Peaceful Easy Feeling, Interrupted
There was time in my life when, (still living in my old house near the beach after Number Two departed the premises), when I would be awakened every morning by cooing doves, love doves, I think; they would be there in the big cedar tree that sheltered the back patio where I could also hear the sound of the waves crashing on the beach and they were a pair, always there, always there...myself, no longer a pair, was somehow comforted by the cooing of the doves and I was happy for them. I was alone, then, but at least I had the doves.

Then one day, sitting in the sunshine on my back porch, sun-stunned and beer-soaked, there was a violent fluttering overhead and one of the doves landed throat-ripped at the base of the tree. I looked up and there it was, a fierce hawk on the lowest branch (only feet away) from where I sat. The hawk was glaring at me and looking down at the dead dove and I mentally willed the murderer to swoop down to claim its prize so I could wreak hateful vengeance on this intruder, this killer...

But the hawk flew away and I went over to the dove and picked it up. I didn't know what to do. It was dead. I took it out to the wild palmetto thicket behind my property and laid it under a small palm growing there. I didn't know what to do. It seemed then that the reality of my life crashed straight into me and I was alone, now, alone like the other dove and I knew that tomorrow that other dove would be alone in the cedar tree and I was also alone, now.

Sweet Adaline
This damnable Jacksonville rain dampens the world and I am tired. We have worked twenty days in a row and I am beginning to wonder when it will end. The clerk at the liquor store looks like maybe he was once in a barber shop quartet and his jolliness fails to change my mind about the rain but I appreciate his effort. I trundle back across the wet field with my food and drink and there he is, the hawk, there he is and I am glad to see him. I don't know why.

As I step into my room I suddenly think about my brother. I was leaving a liquor store in sunny St. Petersburg one afternoon over a decade ago, smiling about some witty remark I had made to the guy behind the counter. I heard a voice say “There's my brother, smiling in the sunshine.” I have told this story before but I don't care. Every time I see a hawk I remember my brother and that moment in the sun and I don't know why. They are not connected, as far as I know; hawks, I mean, and my brother. But I had those doves once and a hawk took one of them away and made me more aware of my loss and sorrow and for some reason hawks make me think of my lost brother and this rain, this damnable rain makes me something of a brother to that hawk here today, in the rain.


I Am, After All, A Cyclist
What does any of this have to do with bicycles, with two wheels, with the long road? Well, nothing; and everything. Out there, sleek and tight-wrapped in our road clothes (our plumage of destruction) we are each (in our way) hawks. We fly swiftly and with gentle malice along our swift trails and we are raptors, of a sort; we roadies, we fast-runners...not the mountain crowd, today, I mean lean bicycles and dedicated suffering and joy on the tarmac and flying is our business and yeah, I have somehow lost my way and my road bike has been gathering dust in the corner, with a flat tire.

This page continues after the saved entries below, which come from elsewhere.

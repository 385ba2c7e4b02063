//! Session middleware configuration for admin.
//!
//! Production sessions live in `PostgreSQL` via tower-sessions-sqlx-store
//! (table `tower_sessions.session`, created by migration). Tests pass a
//! `MemoryStore` instead. The session cookie is signed with
//! `ADMIN_SESSION_SECRET`.

use secrecy::{ExposeSecret, SecretString};
use sqlx::PgPool;
use tower_sessions::cookie::Key;
use tower_sessions::service::SignedCookie;
use tower_sessions::{Expiry, SessionManagerLayer, SessionStore};
use tower_sessions_sqlx_store::PostgresStore;

use crate::config::ConfigError;

/// Session cookie name for admin.
pub const SESSION_COOKIE_NAME: &str = "shopdesk_admin_session";

/// Session expiry time in seconds (24 hours of inactivity).
const SESSION_EXPIRY_SECONDS: i64 = 24 * 60 * 60;

/// `PostgreSQL` session store using the default `tower_sessions.session` table.
#[must_use]
pub fn postgres_session_store(pool: &PgPool) -> PostgresStore {
    PostgresStore::new(pool.clone())
}

/// Cookie signing key from the configured session secret.
///
/// # Errors
///
/// Returns `ConfigError::InsecureSecret` if the secret is shorter than a key.
pub fn session_key(secret: &SecretString) -> Result<Key, ConfigError> {
    Key::try_from(secret.expose_secret().as_bytes()).map_err(|e| {
        ConfigError::InsecureSecret("ADMIN_SESSION_SECRET".to_string(), e.to_string())
    })
}

/// Create the signed session layer over any store.
///
/// `secure` marks the cookie HTTPS-only; pass `AdminConfig::secure_cookies()`.
#[must_use]
pub fn create_session_layer<S: SessionStore + Clone>(
    store: S,
    key: Key,
    secure: bool,
) -> SessionManagerLayer<S, SignedCookie> {
    SessionManagerLayer::new(store)
        .with_name(SESSION_COOKIE_NAME)
        .with_expiry(Expiry::OnInactivity(
            tower_sessions::cookie::time::Duration::seconds(SESSION_EXPIRY_SECONDS),
        ))
        .with_secure(secure)
        .with_same_site(tower_sessions::cookie::SameSite::Strict)
        .with_http_only(true)
        .with_path("/")
        .with_signed(key)
}
//! CLI command implementations.

pub mod admin;
pub mod migrate;
pub mod seed;

use secrecy::SecretString;
use sqlx::PgPool;
use thiserror::Error;

/// Errors shared by commands that talk to the database.
#[derive(Debug, Error)]
pub enum CommandError {
    /// Required environment variable is missing.
    #[error("Missing environment variable: {0}")]
    MissingEnvVar(&'static str),

    /// Database connection error.
    #[error("Database connection error: {0}")]
    Database(#[from] sqlx::Error),
}

/// Connect using `ADMIN_DATABASE_URL`, falling back to `DATABASE_URL`.
async fn connect() -> Result<PgPool, CommandError> {
    dotenvy::dotenv().ok();

    let database_url = std::env::var("ADMIN_DATABASE_URL")
        .or_else(|_| std::env::var("DATABASE_URL"))
        .map(SecretString::from)
        .map_err(|_| CommandError::MissingEnvVar("ADMIN_DATABASE_URL"))?;

    tracing::info!("Connecting to admin database...");
    Ok(shopdesk_admin::db::create_pool(&database_url).await?)
}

My brother has been gone for many years now and I never did learn why. But when I went to pick up the stuff he left behind out on the balcony of his lonely apartment there was a beat up old ten speed. It was a thing he learned from me, I remember, to always keep a ten speed handy. I never quite knew why but I always had one and so did he, my little brother.


And Finally...
This damnable rain makes for these times of sweet melancholy and I am not sorry for the dove, the lost dove nor for my lost brother; this is the way of the world and it is how it should be, I think. But I will soon enough begin to get my road bike back up strong and hawk-like and she will get gears and I will clothe myself in proper garb and I will once again take to the road, the long road of the far rides and once again pursue the answers that I seek; maybe there on the long road I can resume my search for the hawk and the dove and the answer to all of this, this rain and a hawk in the rain and the job of the long rider.